Is an education replete of nature literacy of lesser value than an education which incorporates values and skills that enable a person to live responsibly within nature?
Reflecting on meeting a woman who held a doctoral degree, but who admitted that she was unaware of the annual migration of cranes in her own state, Aldo Leopold questioned whether modern education has “traded for something of lesser value”. He said this in the context of being aware, of paying attention to the goings and comings of wildlife and seasons, and by that, knowing fundamentally where you live and how to live there without destroying it.
This is not an argument for ignorance but rather a statement that the worth of education must now be measured against the standards of decency and human survival-the issues now looming so large before us in the twenty-first century. It is not education, but education of a certain kind, that will save us.
Orr points out in this essay that its educated people who are most destructive to the Earth and ecosystems. What went wrong?

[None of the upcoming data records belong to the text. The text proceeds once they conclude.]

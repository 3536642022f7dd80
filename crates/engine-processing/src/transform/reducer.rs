use super::filter::{ExclusionMarkerFilter, Filter, ZeroStockFilter};
use model::{
    core::value::Value,
    records::{
        normalized::{AggregateRow, NormalizedTable},
        table::Table,
    },
    transform::schema::SchemaConfig,
};
use std::sync::Arc;
use tracing::{debug, info};

/// Filter, sort and total step of the normalizer.
///
/// Only applies when the stock, product number and product name columns are
/// all present; any other table is passed through untouched.
pub struct InventoryReducer {
    stock: String,
    product_no: String,
    product_name: String,
    total_label: String,
    filters: Vec<Arc<dyn Filter>>,
}

impl InventoryReducer {
    pub fn new(schema: &SchemaConfig) -> Self {
        let [stock, product_no, product_name] = schema.inventory_columns().map(str::to_string);
        let filters: Vec<Arc<dyn Filter>> = vec![
            Arc::new(ZeroStockFilter::new(&stock)),
            Arc::new(ExclusionMarkerFilter::new(
                &product_no,
                schema.exclusion_markers.clone(),
            )),
        ];

        Self {
            stock,
            product_no,
            product_name,
            total_label: schema.total_label.clone(),
            filters,
        }
    }

    pub fn applies_to(&self, table: &Table) -> bool {
        table.has_columns(&[
            self.stock.as_str(),
            self.product_no.as_str(),
            self.product_name.as_str(),
        ])
    }

    pub fn reduce(&self, mut table: Table) -> NormalizedTable {
        if !self.applies_to(&table) {
            info!(
                "Columns {}, {} and {} not all present, skipping filter and total",
                self.stock, self.product_no, self.product_name
            );
            return NormalizedTable::passthrough(table);
        }

        let input_rows = table.len();
        table.map_column(&self.stock, Value::to_numeric);
        table.retain_rows(|row| self.filters.iter().all(|f| f.should_keep(&row)));
        debug!("Kept {} of {} rows", table.len(), input_rows);

        let name = self.product_name.as_str();
        table.sort_rows_by(|a, b| {
            sort_key(&a.get_value(name)).cmp(&sort_key(&b.get_value(name)))
        });

        // `Sum<f64>` over nothing yields `-0.0`.
        let total = table
            .records()
            .filter_map(|row| row.get(&self.stock).and_then(Value::as_f64))
            .fold(0.0, |acc, v| acc + v);

        table.map_values(|v| Value::String(v.to_cell_string()));

        NormalizedTable {
            table,
            aggregate: Some(AggregateRow {
                label_column: self.product_no.clone(),
                label: self.total_label.clone(),
                stock_column: self.stock.clone(),
                total,
            }),
        }
    }
}

fn sort_key(value: &Value) -> String {
    value.to_cell_string()
}
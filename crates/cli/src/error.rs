use connectors::sink::error::SinkError;
use engine_config::error::ConfigError;
use engine_processing::transform::error::TransformError;
use engine_runtime::error::SyncError;
use thiserror::Error;

#[derive(Error, Debug)]
pub enum CliError {
    #[error("Configuration error: {0}")]
    Config(String),

    #[error("Invalid sync configuration: {0}")]
    SyncConfig(#[from] ConfigError),

    #[error("Failed to set up the sync: {0}")]
    Sync(#[from] SyncError),

    #[error("Failed to normalize the export: {0}")]
    Transform(#[from] TransformError),

    #[error("Failed to write the output: {0}")]
    Sink(#[from] SinkError),
}
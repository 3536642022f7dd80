use thiserror::Error;

#[derive(Debug, Error)]
pub enum FileError {
    #[error("File not found: {0}")]
    NotFound(String),
    #[error("Invalid file format: {0}")]
    InvalidFormat(String),
    #[error("I/O error: {0}")]
    IoError(#[from] std::io::Error),
    #[error("CSV parsing error: {0}")]
    CsvError(#[from] csv::Error),
    #[error("Unsupported encoding label: {0}")]
    UnsupportedEncoding(String),
    #[error("File is not valid {encoding}: {path}")]
    Decode { encoding: String, path: String },
}
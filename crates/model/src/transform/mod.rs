pub mod mapping;
pub mod schema;
use crate::{
    core::utils::format_float,
    records::{grid::Grid, table::Table},
};

/// Synthetic trailing row carrying the stock total of the retained rows.
#[derive(Debug, Clone, PartialEq)]
pub struct AggregateRow {
    /// Column that receives `label` (the product number column).
    pub label_column: String,
    pub label: String,
    /// Column that receives the total.
    pub stock_column: String,
    pub total: f64,
}

impl AggregateRow {
    /// Lays the aggregate out against `header`; unrelated columns stay blank.
    pub fn to_cells(&self, header: &[String]) -> Vec<String> {
        let mut label_done = false;
        let mut total_done = false;

        header
            .iter()
            .map(|column| {
                if !label_done && *column == self.label_column {
                    label_done = true;
                    self.label.clone()
                } else if !total_done && *column == self.stock_column {
                    total_done = true;
                    format_float(self.total)
                } else {
                    String::new()
                }
            })
            .collect()
    }
}

/// Output of the normalizer: the canonical table plus its aggregate row, when
/// one could be computed.
#[derive(Debug, Clone, PartialEq)]
pub struct NormalizedTable {
    pub table: Table,
    pub aggregate: Option<AggregateRow>,
}

impl NormalizedTable {
    pub fn passthrough(table: Table) -> Self {
        NormalizedTable {
            table,
            aggregate: None,
        }
    }

    /// Header, then every record in header order, then the aggregate row.
    pub fn to_grid(&self) -> Grid {
        let header = self.table.header();
        let mut rows = Vec::with_capacity(self.table.len() + 2);

        rows.push(header.to_vec());
        rows.extend(
            self.table
                .rows()
                .iter()
                .map(|row| row.iter().map(|v| v.to_cell_string()).collect::<Vec<_>>()),
        );
        if let Some(aggregate) = &self.aggregate {
            rows.push(aggregate.to_cells(header));
        }

        Grid::new(rows)
    }
}

#[cfg(test)]
mod tests {
    use super::*;
    use crate::core::value::Value;
    use pretty_assertions::assert_eq;

    fn header() -> Vec<String> {
        ["Product No.", "Product Name", "Expiry Date", "Stock"]
            .iter()
            .map(|s| s.to_string())
            .collect()
    }

    #[test]
    fn test_grid_layout() {
        let table = Table::with_rows(
            header(),
            vec![vec![
                Value::from("A1"),
                Value::from("Widget"),
                Value::Null,
                Value::Int(5),
            ]],
        );
        let normalized = NormalizedTable {
            table,
            aggregate: Some(AggregateRow {
                label_column: "Product No.".into(),
                label: "Total".into(),
                stock_column: "Stock".into(),
                total: 5.0,
            }),
        };

        let grid = normalized.to_grid();
        assert_eq!(
            grid.rows(),
            &[
                header(),
                vec!["A1".to_string(), "Widget".into(), "".into(), "5".into()],
                vec!["Total".to_string(), "".into(), "".into(), "5.0".into()],
            ]
        );
        assert_eq!(grid.height(), 3);
    }

    #[test]
    fn test_passthrough_has_no_aggregate() {
        let table = Table::with_rows(vec!["x".into()], vec![vec![Value::Null]]);
        let grid = NormalizedTable::passthrough(table).to_grid();
        assert_eq!(grid.rows(), &[vec!["x".to_string()], vec![String::new()]]);
    }
}
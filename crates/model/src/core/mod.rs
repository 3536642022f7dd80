pub mod timestamp;
pub mod utils;
pub mod value;
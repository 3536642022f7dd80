use crate::sink::{GridSink, error::SinkError};
use async_trait::async_trait;
use model::records::grid::Grid;
use std::{io::Write, path::PathBuf};
use tracing::info;

/// Writes the banner row and the grid to a UTF-8 CSV file, replacing it.
pub struct CsvFileSink {
    path: PathBuf,
}

impl CsvFileSink {
    pub fn new(path: impl Into<PathBuf>) -> Self {
        CsvFileSink { path: path.into() }
    }
}

#[async_trait]
impl GridSink for CsvFileSink {
    async fn publish(&self, banner: &str, grid: &Grid) -> Result<(), SinkError> {
        let file = std::fs::File::create(&self.path)?;
        write_csv(file, banner, grid)?;
        info!("Wrote {} rows to {}", grid.height(), self.path.display());
        Ok(())
    }
}

/// Prints the banner row and the grid to stdout as CSV.
pub struct StdoutSink;

#[async_trait]
impl GridSink for StdoutSink {
    async fn publish(&self, banner: &str, grid: &Grid) -> Result<(), SinkError> {
        let stdout = std::io::stdout();
        write_csv(stdout.lock(), banner, grid)
    }
}

pub fn write_csv<W: Write>(out: W, banner: &str, grid: &Grid) -> Result<(), SinkError> {
    let mut writer = csv::WriterBuilder::new().flexible(true).from_writer(out);
    writer.write_record([banner])?;
    for row in grid.rows() {
        writer.write_record(row)?;
    }
    writer.flush()?;
    Ok(())
}
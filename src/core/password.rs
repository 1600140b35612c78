//! Password hashing.

use crate::{err, error::RosterError};
use argon2::{
    password_hash::{rand_core::OsRng, SaltString},
    Argon2, PasswordHash, PasswordHasher, PasswordVerifier,
};

/// Hash `password` with Argon2 and a random salt. Returns the PHC string.
pub fn hash(password: &str) -> Result<String, RosterError> {
    let salt = SaltString::generate(&mut OsRng);
    match Argon2::default().hash_password(password.as_bytes(), &salt) {
        Ok(hash) => Ok(hash.to_string()),
        Err(e) => err!(PasswordHash, "failed to hash password: {e}"),
    }
}

/// Check `password` against a PHC string produced by [hash].
/// Malformed hashes never verify.
pub fn verify(password: &str, hash: &str) -> bool {
    let Ok(parsed) = PasswordHash::new(hash) else {
        return false;
    };
    Argon2::default()
        .verify_password(password.as_bytes(), &parsed)
        .is_ok()
}
use crate::{core::repo::Atomic, error::RosterError, map_err};
use sqlx::{PgPool, Transaction};
use tracing::info;

pub mod account;
pub mod company;
pub mod employee;

/// Postgres error code for foreign key violations.
pub(crate) const FOREIGN_KEY_VIOLATION: &str = "23503";

/// Connect to the database and run the pending migrations.
pub async fn init(url: &str) -> Result<PgPool, RosterError> {
    let pool = map_err!(sqlx::postgres::PgPool::connect(url).await);

    map_err!(sqlx::migrate!().run(&pool).await);

    info!("Connected to postgres");

    Ok(pool)
}

/// Whether the error was caused by a foreign key constraint.
pub(crate) fn is_fk_violation(error: &sqlx::Error) -> bool {
    match error {
        sqlx::Error::Database(e) => e.code().is_some_and(|code| code == FOREIGN_KEY_VIOLATION),
        _ => false,
    }
}

impl Atomic for PgPool {
    type Tx = Transaction<'static, sqlx::Postgres>;

    async fn start_tx(&self) -> Result<Self::Tx, RosterError> {
        let tx = map_err!(self.begin().await);
        Ok(tx)
    }

    async fn commit_tx(&self, tx: Self::Tx) -> Result<(), RosterError> {
        map_err!(tx.commit().await);
        Ok(())
    }

    async fn abort_tx(&self, tx: Self::Tx) -> Result<(), RosterError> {
        map_err!(tx.rollback().await);
        Ok(())
    }
}
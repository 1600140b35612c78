/// Concrete implementations of the [core] module.
pub mod app;

/// Command line interface.
pub mod cli;

/// Application starting arguments and configuration.
pub mod config;

/// Core business logic.
pub mod core;

/// Error types.
pub mod error;

/// Fixed page size for every paginated listing.
pub const PER_PAGE: usize = 10;
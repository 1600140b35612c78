use crate::{
    app::{
        server::{
            flash::{self, Flash},
            view::Page,
        },
        state::AppState,
    },
    core::{
        model::{company::CompanyResource, employee::EmployeeResource, List, PageQuery},
        service::employee::dto::{EmployeeCreatePayload, EmployeeUpdatePayload},
    },
    error::RosterError,
};
use axum::{
    extract::{Path, Query, State},
    http::Uri,
    response::Redirect,
    Json,
};
use axum_extra::extract::PrivateCookieJar;
use serde::Serialize;

const INDEX: &str = "/employees";

#[derive(Debug, Serialize)]
pub(crate) struct EmployeeIndexProps {
    employees: List<EmployeeResource>,
    companies: Vec<CompanyResource>,
}

#[derive(Debug, Serialize)]
pub(crate) struct EmployeeProps {
    employee: EmployeeResource,
}

#[derive(Debug, Serialize)]
pub(crate) struct EmployeeFormProps {
    #[serde(skip_serializing_if = "Option::is_none")]
    employee: Option<EmployeeResource>,
    companies: Vec<CompanyResource>,
}

#[utoipa::path(
    get,
    path = "/employees",
    responses(
        (status = 200, description = "Page `Employees/Index` with a page of employees and all companies"),
        (status = 400, description = "Invalid page parameter"),
        (status = 500, description = "Internal server error")
    ),
    params(
        ("page" = Option<usize>, Query, description = "Page to show, starting from 1"),
    ),
)]
pub(crate) async fn list_employees(
    State(state): State<AppState>,
    jar: PrivateCookieJar,
    uri: Uri,
    query: Option<Query<PageQuery>>,
) -> Result<(PrivateCookieJar, Page<EmployeeIndexProps>), RosterError> {
    let Query(query) = query.unwrap_or_default();

    let listing = state.services.employee.index(query.into()).await?;

    let props = EmployeeIndexProps {
        employees: listing.employees.map(EmployeeResource::from),
        companies: listing
            .companies
            .into_iter()
            .map(CompanyResource::from)
            .collect(),
    };

    let (jar, flash) = flash::take(jar);
    let page = Page::new("Employees/Index", uri.to_string(), props).with_flash(flash);

    Ok((jar, page))
}

#[utoipa::path(
    get,
    path = "/employees/create",
    responses(
        (status = 200, description = "Page `Employees/Create` with all companies"),
        (status = 500, description = "Internal server error")
    ),
)]
pub(crate) async fn create_employee_form(
    State(state): State<AppState>,
    uri: Uri,
) -> Result<Page<EmployeeFormProps>, RosterError> {
    let companies = state.services.employee.companies().await?;
    let props = EmployeeFormProps {
        employee: None,
        companies: companies.into_iter().map(CompanyResource::from).collect(),
    };
    Ok(Page::new("Employees/Create", uri.to_string(), props))
}

#[utoipa::path(
    get,
    path = "/employees/{id}",
    responses(
        (status = 200, description = "Page `Employees/Show`"),
        (status = 404, description = "Employee not found"),
        (status = 500, description = "Internal server error")
    ),
    params(
        ("id" = i64, Path, description = "Employee ID")
    )
)]
pub(crate) async fn show_employee(
    State(state): State<AppState>,
    jar: PrivateCookieJar,
    uri: Uri,
    Path(id): Path<i64>,
) -> Result<(PrivateCookieJar, Page<EmployeeProps>), RosterError> {
    let employee = state.services.employee.get(id).await?.into();
    let (jar, flash) = flash::take(jar);
    let page = Page::new("Employees/Show", uri.to_string(), EmployeeProps { employee })
        .with_flash(flash);
    Ok((jar, page))
}

#[utoipa::path(
    get,
    path = "/employees/{id}/edit",
    responses(
        (status = 200, description = "Page `Employees/Edit` with the employee and all companies"),
        (status = 404, description = "Employee not found"),
        (status = 500, description = "Internal server error")
    ),
    params(
        ("id" = i64, Path, description = "Employee ID")
    )
)]
pub(crate) async fn edit_employee_form(
    State(state): State<AppState>,
    uri: Uri,
    Path(id): Path<i64>,
) -> Result<Page<EmployeeFormProps>, RosterError> {
    let employee = state.services.employee.get(id).await?;
    let companies = state.services.employee.companies().await?;
    let props = EmployeeFormProps {
        employee: Some(employee.into()),
        companies: companies.into_iter().map(CompanyResource::from).collect(),
    };
    Ok(Page::new("Employees/Edit", uri.to_string(), props))
}

#[utoipa::path(
    post,
    path = "/employees",
    request_body = EmployeeCreatePayload,
    responses(
        (status = 303, description = "Employee created, redirects to the employee list"),
        (status = 422, description = "Invalid employee data or unknown company"),
        (status = 500, description = "Internal server error")
    )
)]
pub(crate) async fn create_employee(
    State(state): State<AppState>,
    jar: PrivateCookieJar,
    Json(payload): Json<EmployeeCreatePayload>,
) -> Result<(PrivateCookieJar, Redirect), RosterError> {
    state.services.employee.create(payload).await?;

    let jar = flash::put(jar, &Flash::success("Employee created successfully."));

    Ok((jar, Redirect::to(INDEX)))
}

#[utoipa::path(
    put,
    path = "/employees/{id}",
    request_body = EmployeeUpdatePayload,
    responses(
        (status = 303, description = "Employee updated, redirects to the employee list"),
        (status = 404, description = "Employee not found"),
        (status = 422, description = "Invalid employee data or unknown company"),
        (status = 500, description = "Internal server error")
    ),
    params(
        ("id" = i64, Path, description = "Employee ID")
    )
)]
pub(crate) async fn update_employee(
    State(state): State<AppState>,
    jar: PrivateCookieJar,
    Path(id): Path<i64>,
    Json(payload): Json<EmployeeUpdatePayload>,
) -> Result<(PrivateCookieJar, Redirect), RosterError> {
    state.services.employee.update(id, payload).await?;

    let jar = flash::put(jar, &Flash::success("Employee updated successfully."));

    Ok((jar, Redirect::to(INDEX)))
}

#[utoipa::path(
    delete,
    path = "/employees/{id}",
    responses(
        (status = 303, description = "Employee deleted, redirects to the employee list"),
        (status = 404, description = "Employee not found"),
        (status = 500, description = "Internal server error")
    ),
    params(
        ("id" = i64, Path, description = "Employee ID")
    )
)]
pub(crate) async fn delete_employee(
    State(state): State<AppState>,
    jar: PrivateCookieJar,
    Path(id): Path<i64>,
) -> Result<(PrivateCookieJar, Redirect), RosterError> {
    state.services.employee.delete(id).await?;

    let jar = flash::put(jar, &Flash::success("Employee deleted successfully."));

    Ok((jar, Redirect::to(INDEX)))
}
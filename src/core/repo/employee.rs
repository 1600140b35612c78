use crate::{
    core::model::{
        employee::{Employee, EmployeeInsert, EmployeeUpdate},
        List, Pagination,
    },
    error::RosterError,
};
use std::future::Future;

/// Keeps track of employees.
pub trait EmployeeRepo {
    /// Get an employee by ID.
    ///
    /// * `id`: Employee ID.
    fn get_by_id(
        &self,
        id: i64,
    ) -> impl Future<Output = Result<Option<Employee>, RosterError>> + Send;

    /// List employees ordered by ID.
    ///
    /// * `p`: Pagination params.
    fn list(&self, p: Pagination)
        -> impl Future<Output = Result<List<Employee>, RosterError>> + Send;

    /// Insert an employee. The referenced company must exist.
    ///
    /// * `employee`: Insert payload.
    fn insert(
        &self,
        employee: EmployeeInsert<'_>,
    ) -> impl Future<Output = Result<Employee, RosterError>> + Send;

    /// Update an employee. Returns `None` if it does not exist.
    ///
    /// * `id`: Employee ID.
    /// * `employee`: The complete updated row.
    fn update(
        &self,
        id: i64,
        employee: EmployeeUpdate<'_>,
    ) -> impl Future<Output = Result<Option<Employee>, RosterError>> + Send;

    /// Remove an employee by ID. Returns the amount of removed rows.
    ///
    /// * `id`: Employee ID.
    fn remove_by_id(&self, id: i64) -> impl Future<Output = Result<u64, RosterError>> + Send;

    /// Count the employees working for a company.
    ///
    /// * `company_id`: Company ID.
    fn count_by_company(
        &self,
        company_id: i64,
    ) -> impl Future<Output = Result<usize, RosterError>> + Send;
}
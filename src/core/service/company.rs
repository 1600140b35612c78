use crate::{
    core::{
        logo::LogoStore,
        model::{
            company::{Company, CompanyInsert, CompanyUpdate},
            List, Pagination,
        },
        repo::{company::CompanyRepo, employee::EmployeeRepo},
    },
    err,
    error::RosterError,
    map_err,
};
use dto::CompanyPayload;
use tracing::{info, warn};
use validify::Validate;

/// High level operations for company management.
#[derive(Debug, Clone)]
pub struct CompanyService<R, S> {
    pub repo: R,
    pub logos: S,
}

impl<R, S> CompanyService<R, S>
where
    R: CompanyRepo + EmployeeRepo + Send + Sync,
    S: LogoStore + Send + Sync,
{
    pub fn new(repo: R, logos: S) -> Self {
        Self { repo, logos }
    }

    /// Get a page of companies ordered by ID.
    ///
    /// * `p`: Pagination params.
    pub async fn list(&self, p: Pagination) -> Result<List<Company>, RosterError> {
        map_err!(p.validate());
        CompanyRepo::list(&self.repo, p).await
    }

    /// Get a company.
    ///
    /// * `id`: Company ID.
    pub async fn get(&self, id: i64) -> Result<Company, RosterError> {
        match CompanyRepo::get_by_id(&self.repo, id).await? {
            Some(company) => Ok(company),
            None => err!(DoesNotExist, "Company with ID '{id}'"),
        }
    }

    /// Validate the payload, store the logo if one is given and insert the company.
    /// The stored logo is removed if the insert fails.
    ///
    /// * `payload`: Company data.
    pub async fn create(&self, mut payload: CompanyPayload) -> Result<Company, RosterError> {
        payload.prepare()?;

        let logo = match payload.logo {
            Some(ref logo) => Some(self.logos.write(logo).await?),
            None => None,
        };

        let insert = CompanyInsert {
            name: &payload.name,
            email: payload.email.as_deref(),
            website: payload.website.as_deref(),
            logo: logo.as_deref(),
        };

        let company = match CompanyRepo::insert(&self.repo, insert).await {
            Ok(company) => company,
            Err(e) => {
                if let Some(ref path) = logo {
                    self.discard_logo(path).await;
                }
                return Err(e);
            }
        };

        info!("Created company '{}' ({})", company.name, company.id);

        Ok(company)
    }

    /// Validate the payload and overwrite the company's fields. The logo is replaced
    /// only if a new one is given, in which case the previous file is removed.
    ///
    /// * `id`: Company ID.
    /// * `payload`: Company data.
    pub async fn update(
        &self,
        id: i64,
        mut payload: CompanyPayload,
    ) -> Result<Company, RosterError> {
        payload.prepare()?;

        let Some(existing) = CompanyRepo::get_by_id(&self.repo, id).await? else {
            return err!(DoesNotExist, "Company with ID '{id}'");
        };

        let new_logo = match payload.logo {
            Some(ref logo) => Some(self.logos.write(logo).await?),
            None => None,
        };

        let update = CompanyUpdate {
            name: &payload.name,
            email: payload.email.as_deref(),
            website: payload.website.as_deref(),
            logo: new_logo.as_deref().or(existing.logo.as_deref()),
        };

        let result = match CompanyRepo::update(&self.repo, id, update).await {
            Ok(Some(company)) => Ok(company),
            Ok(None) => err!(DoesNotExist, "Company with ID '{id}'"),
            Err(e) => Err(e),
        };

        let company = match result {
            Ok(company) => company,
            Err(e) => {
                if let Some(ref path) = new_logo {
                    self.discard_logo(path).await;
                }
                return Err(e);
            }
        };

        if let (Some(new), Some(old)) = (new_logo.as_deref(), existing.logo.as_deref()) {
            if new != old {
                self.discard_logo(old).await;
            }
        }

        info!("Updated company '{}' ({})", company.name, company.id);

        Ok(company)
    }

    /// Delete a company and its logo. Companies with employees cannot be deleted.
    ///
    /// * `id`: Company ID.
    pub async fn delete(&self, id: i64) -> Result<(), RosterError> {
        let Some(company) = CompanyRepo::get_by_id(&self.repo, id).await? else {
            return err!(DoesNotExist, "Company with ID '{id}'");
        };

        let employees = self.repo.count_by_company(id).await?;
        if employees > 0 {
            return err!(
                InUse,
                "Company '{}' still has {employees} employee(s)",
                company.name
            );
        }

        if CompanyRepo::remove_by_id(&self.repo, id).await? == 0 {
            return err!(DoesNotExist, "Company with ID '{id}'");
        }

        if let Some(ref logo) = company.logo {
            self.discard_logo(logo).await;
        }

        info!("Deleted company '{}' ({id})", company.name);

        Ok(())
    }

    /// Read the logo file of a company.
    ///
    /// * `id`: Company ID.
    pub async fn logo(&self, id: i64) -> Result<Vec<u8>, RosterError> {
        let company = self.get(id).await?;
        match company.logo {
            Some(ref path) => self.logos.read(path).await,
            None => err!(DoesNotExist, "Logo for company with ID '{id}'"),
        }
    }

    async fn discard_logo(&self, path: &str) {
        if let Err(e) = self.logos.delete(path).await {
            warn!("Unable to remove logo '{path}': {e}");
        }
    }
}

/// DTOs for company operations.
pub mod dto {
    use crate::{
        core::{logo::LogoUpload, service::trim_optional},
        error::RosterError,
        map_err,
    };
    use validify::{Validate, Validify};

    /// Company fields from a form. Used for both creating and updating.
    #[derive(Debug, Clone, Default, Validify)]
    pub struct CompanyPayload {
        #[modify(trim)]
        #[validate(length(min = 1, max = 255, message = "Company name must be between 1 and 255 characters."))]
        pub name: String,

        #[validate(email, length(max = 255))]
        pub email: Option<String>,

        #[validate(url, length(max = 255))]
        pub website: Option<String>,

        /// Checked separately, see [LogoUpload].
        pub logo: Option<LogoUpload>,
    }

    impl CompanyPayload {
        pub fn new(name: impl Into<String>) -> Self {
            Self {
                name: name.into(),
                ..Default::default()
            }
        }

        pub fn with_email(mut self, email: impl Into<String>) -> Self {
            self.email = Some(email.into());
            self
        }

        pub fn with_website(mut self, website: impl Into<String>) -> Self {
            self.website = Some(website.into());
            self
        }

        pub fn with_logo(mut self, logo: LogoUpload) -> Self {
            self.logo = Some(logo);
            self
        }

        /// Normalize and validate the payload along with its logo.
        pub(crate) fn prepare(&mut self) -> Result<(), RosterError> {
            trim_optional(&mut self.email);
            trim_optional(&mut self.website);
            map_err!(self.validify());
            if let Some(ref logo) = self.logo {
                map_err!(logo.validate());
            }
            Ok(())
        }
    }
}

What do you think? Should education ensure that all American students will graduate knowing their place within the natural world, and understanding the responsibilities therein? Would you consider that kind of education basic literacy? Higher education? Why or why not?
For more than a decade my peers and I have pondered why response to changes in the natural world go unheeded by the public. We pondered that “biblical floods and storms” are soon forgotten and that no “mountains moved” in our free, democratic society.
I was reminded of a key truth last month by the work of two scientists, Drs. Rick Brusca and Wendy Moore (The University of Arizona, Tucson). In a recently published study they showed that the lower and upper ranges of montane plants (such as coniferous trees) compared to a similar study in the 1960’s showed a dramatic move of plant ranges “up the mountain” – correlated with a decrease in rainfall and increase in average temperatures over the 6 decade interval. (Brusca et al. 2013 Catalinas)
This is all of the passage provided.